The Office 365 to iCloud direction usually shows up in three scenarios. The first is a personal one: someone is winding down a freelance business or sole-proprietor LLC and wants their mail history in a place that doesn't require an ongoing subscription to a productivity suite. iCloud+ at 200 GB costs less than the cheapest Microsoft 365 plan and includes the rest of the Apple ecosystem.

The second is family handoff. A retired parent had a Microsoft 365 Family or Business Basic license through their old employer and the license is ending. They already use an iPhone and iPad, so iCloud is the obvious landing pad.

The third is consolidation. A user has years of Office 365 mail from a company that's shutting down and wants to fold it into the iCloud Mail address they use for everything else.

None of these are pure "business to business" migrations. The tooling assumptions are different, and that matters when you start picking software.

What you'll lose, what you'll keep

Be honest about this before you start.

You keep messages, message headers, attachments, folder structure, and read/unread state. With a desktop IMAP migration tool, you also keep flagged/starred status because IMAP exposes the \Flagged keyword on both sides.

You lose Office 365 calendar items, contacts, Teams chat history, OneDrive files, and SharePoint sites. Mail migration is mail only. If you need calendar and contacts, export them to ICS and vCard separately and import them into iCloud through the iCloud web interface or System Settings on macOS.

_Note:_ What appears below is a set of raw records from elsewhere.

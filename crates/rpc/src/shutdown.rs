use std::sync::atomic::{AtomicBool, Ordering};
use std::sync::Arc;
use std::time::{Duration, Instant};

const POLL_INTERVAL: Duration = Duration::from_millis(50);

/// Process-wide stop flag shared by every clone.
#[derive(Clone, Debug, Default)]
pub struct Shutdown {
    flag: Arc<AtomicBool>,
}

impl Shutdown {
    pub fn new() -> Self {
        Self::default()
    }

    pub fn trigger(&self) {
        self.flag.store(true, Ordering::SeqCst);
    }

    pub fn is_triggered(&self) -> bool {
        self.flag.load(Ordering::SeqCst)
    }

    /// Sleeps for `duration` unless triggered first. Returns `false` when
    /// woken by the trigger.
    pub fn sleep(&self, duration: Duration) -> bool {
        let deadline = Instant::now() + duration;
        loop {
            if self.is_triggered() {
                return false;
            }
            let now = Instant::now();
            if now >= deadline {
                return true;
            }
            std::thread::sleep((deadline - now).min(POLL_INTERVAL));
        }
    }
}
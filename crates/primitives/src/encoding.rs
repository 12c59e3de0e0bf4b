//! Little-endian field codec and the four-tier compact varint.

use crate::network::Hash256;

#[derive(Default)]
pub struct Encoder {
    buf: Vec<u8>,
}

impl Encoder {
    pub fn new() -> Self {
        Self::default()
    }

    pub fn with_capacity(capacity: usize) -> Self {
        Self {
            buf: Vec::with_capacity(capacity),
        }
    }

    pub fn into_inner(self) -> Vec<u8> {
        self.buf
    }

    pub fn len(&self) -> usize {
        self.buf.len()
    }

    pub fn is_empty(&self) -> bool {
        self.buf.is_empty()
    }

    pub fn write_u8(&mut self, value: u8) {
        self.buf.push(value);
    }

    pub fn write_u16_le(&mut self, value: u16) {
        self.buf.extend_from_slice(&value.to_le_bytes());
    }

    pub fn write_u32_le(&mut self, value: u32) {
        self.buf.extend_from_slice(&value.to_le_bytes());
    }

    pub fn write_i32_le(&mut self, value: i32) {
        self.buf.extend_from_slice(&value.to_le_bytes());
    }

    pub fn write_u64_le(&mut self, value: u64) {
        self.buf.extend_from_slice(&value.to_le_bytes());
    }

    pub fn write_bytes(&mut self, bytes: &[u8]) {
        self.buf.extend_from_slice(bytes);
    }

    pub fn write_varint(&mut self, value: u64) {
        if value <= 0xfc {
            self.write_u8(value as u8);
        } else if value <= 0xffff {
            self.write_u8(0xfd);
            self.write_u16_le(value as u16);
        } else if value <= 0xffff_ffff {
            self.write_u8(0xfe);
            self.write_u32_le(value as u32);
        } else {
            self.write_u8(0xff);
            self.write_u64_le(value);
        }
    }

    pub fn write_var_bytes(&mut self, bytes: &[u8]) {
        self.write_varint(bytes.len() as u64);
        self.write_bytes(bytes);
    }

    pub fn write_hash_le(&mut self, hash: &Hash256) {
        self.buf.extend_from_slice(hash);
    }
}

#[derive(Debug, Clone, PartialEq, Eq)]
pub enum DecodeError {
    UnexpectedEof,
    /// A varint marker promised more bytes than the input holds.
    MalformedVarInt,
    SizeTooLarge,
    InvalidData(&'static str),
    TrailingBytes,
}

impl std::fmt::Display for DecodeError {
    fn fmt(&self, f: &mut std::fmt::Formatter<'_>) -> std::fmt::Result {
        match self {
            DecodeError::UnexpectedEof => write!(f, "unexpected end of input"),
            DecodeError::MalformedVarInt => write!(f, "truncated varint"),
            DecodeError::SizeTooLarge => write!(f, "length does not fit in memory"),
            DecodeError::InvalidData(message) => write!(f, "{message}"),
            DecodeError::TrailingBytes => write!(f, "trailing bytes after decode"),
        }
    }
}

impl std::error::Error for DecodeError {}

pub struct Decoder<'a> {
    input: &'a [u8],
    cursor: usize,
}

impl<'a> Decoder<'a> {
    pub fn new(input: &'a [u8]) -> Self {
        Self { input, cursor: 0 }
    }

    pub fn position(&self) -> usize {
        self.cursor
    }

    pub fn remaining(&self) -> usize {
        self.input.len().saturating_sub(self.cursor)
    }

    pub fn is_empty(&self) -> bool {
        self.cursor >= self.input.len()
    }

    fn read_slice(&mut self, len: usize) -> Result<&'a [u8], DecodeError> {
        if self.remaining() < len {
            return Err(DecodeError::UnexpectedEof);
        }
        let start = self.cursor;
        self.cursor += len;
        Ok(&self.input[start..start + len])
    }

    pub fn read_u8(&mut self) -> Result<u8, DecodeError> {
        Ok(self.read_slice(1)?[0])
    }

    pub fn read_u16_le(&mut self) -> Result<u16, DecodeError> {
        Ok(u16::from_le_bytes(self.read_fixed()?))
    }

    pub fn read_u32_le(&mut self) -> Result<u32, DecodeError> {
        Ok(u32::from_le_bytes(self.read_fixed()?))
    }

    pub fn read_i32_le(&mut self) -> Result<i32, DecodeError> {
        Ok(i32::from_le_bytes(self.read_fixed()?))
    }

    pub fn read_u64_le(&mut self) -> Result<u64, DecodeError> {
        Ok(u64::from_le_bytes(self.read_fixed()?))
    }

    pub fn read_fixed<const N: usize>(&mut self) -> Result<[u8; N], DecodeError> {
        let bytes = self.read_slice(N)?;
        let mut out = [0u8; N];
        out.copy_from_slice(bytes);
        Ok(out)
    }

    pub fn read_bytes(&mut self, len: usize) -> Result<Vec<u8>, DecodeError> {
        Ok(self.read_slice(len)?.to_vec())
    }

    pub fn read_varint(&mut self) -> Result<u64, DecodeError> {
        let (value, used) = decode_varint(&self.input[self.cursor.min(self.input.len())..])?;
        self.cursor += used;
        Ok(value)
    }

    pub fn read_var_bytes(&mut self) -> Result<Vec<u8>, DecodeError> {
        let len = self.read_varint()?;
        let len = usize::try_from(len).map_err(|_| DecodeError::SizeTooLarge)?;
        self.read_bytes(len)
    }

    pub fn read_hash_le(&mut self) -> Result<Hash256, DecodeError> {
        self.read_fixed::<32>()
    }
}

/// Decodes a compact varint from the front of `bytes`, returning the value
/// and how many bytes it occupied.
pub fn decode_varint(bytes: &[u8]) -> Result<(u64, usize), DecodeError> {
    let Some(&prefix) = bytes.first() else {
        return Err(DecodeError::MalformedVarInt);
    };
    let width = match prefix {
        0xfd => 2,
        0xfe => 4,
        0xff => 8,
        _ => return Ok((u64::from(prefix), 1)),
    };
    let body = bytes
        .get(1..1 + width)
        .ok_or(DecodeError::MalformedVarInt)?;
    let mut le = [0u8; 8];
    le[..width].copy_from_slice(body);
    Ok((u64::from_le_bytes(le), 1 + width))
}

/// Smallest-tier varint encoding of `value`.
pub fn encode_varint(value: u64) -> Vec<u8> {
    let mut encoder = Encoder::with_capacity(9);
    encoder.write_varint(value);
    encoder.into_inner()
}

You may lose category colors and some custom Outlook-only flags. iCloud doesn't expose Outlook's color category system through IMAP. The flag becomes a generic starred state.

You will lose some metadata fidelity on retention-tagged items if you had Office 365 retention policies attached. The message moves, but the retention tag is a Microsoft-specific property that doesn't survive the IMAP copy.

Before you connect anything

There are five pieces of setup to handle before opening any migration tool. Do them in order.

Verify IMAP is on for the source mailbox

Office 365 disables IMAP for new tenants by default. Sign into the Microsoft 365 admin center, open the mailbox under Users → Active users → Mail → Manage email apps, and confirm IMAP is checked. If it's a personal Microsoft account rather than a business tenant, IMAP is on by default at outlook.office365.com:993.

Decide on basic auth vs. modern auth

If your tenant has Security Defaults turned on, basic auth IMAP is blocked. You'll need either an app password (if you have MFA enabled) or to use a tool that supports OAuth2 against Microsoft. Most desktop migration tools, including Mailbox Taxi, handle this through app passwords or OAuth2 device-code flow.

Buy enough iCloud storage

This is the single most common cause of stalled migrations. iCloud's free tier is 5 GB shared across Mail, Drive, Photos, and device backups. A 20 GB mailbox does not fit. Go to Settings → [your name] → iCloud → Manage Account Storage → Change Storage Plan on an iPhone or Mac and pick a plan that comfortably exceeds your source mailbox size with at least 30 percent headroom.

Quota errors are silent

When iCloud runs out of space, it doesn't always send a clear error to IMAP clients. You'll see partial folder copies and connections that drop after appending large messages. Buy storage before you start, not after the first failure.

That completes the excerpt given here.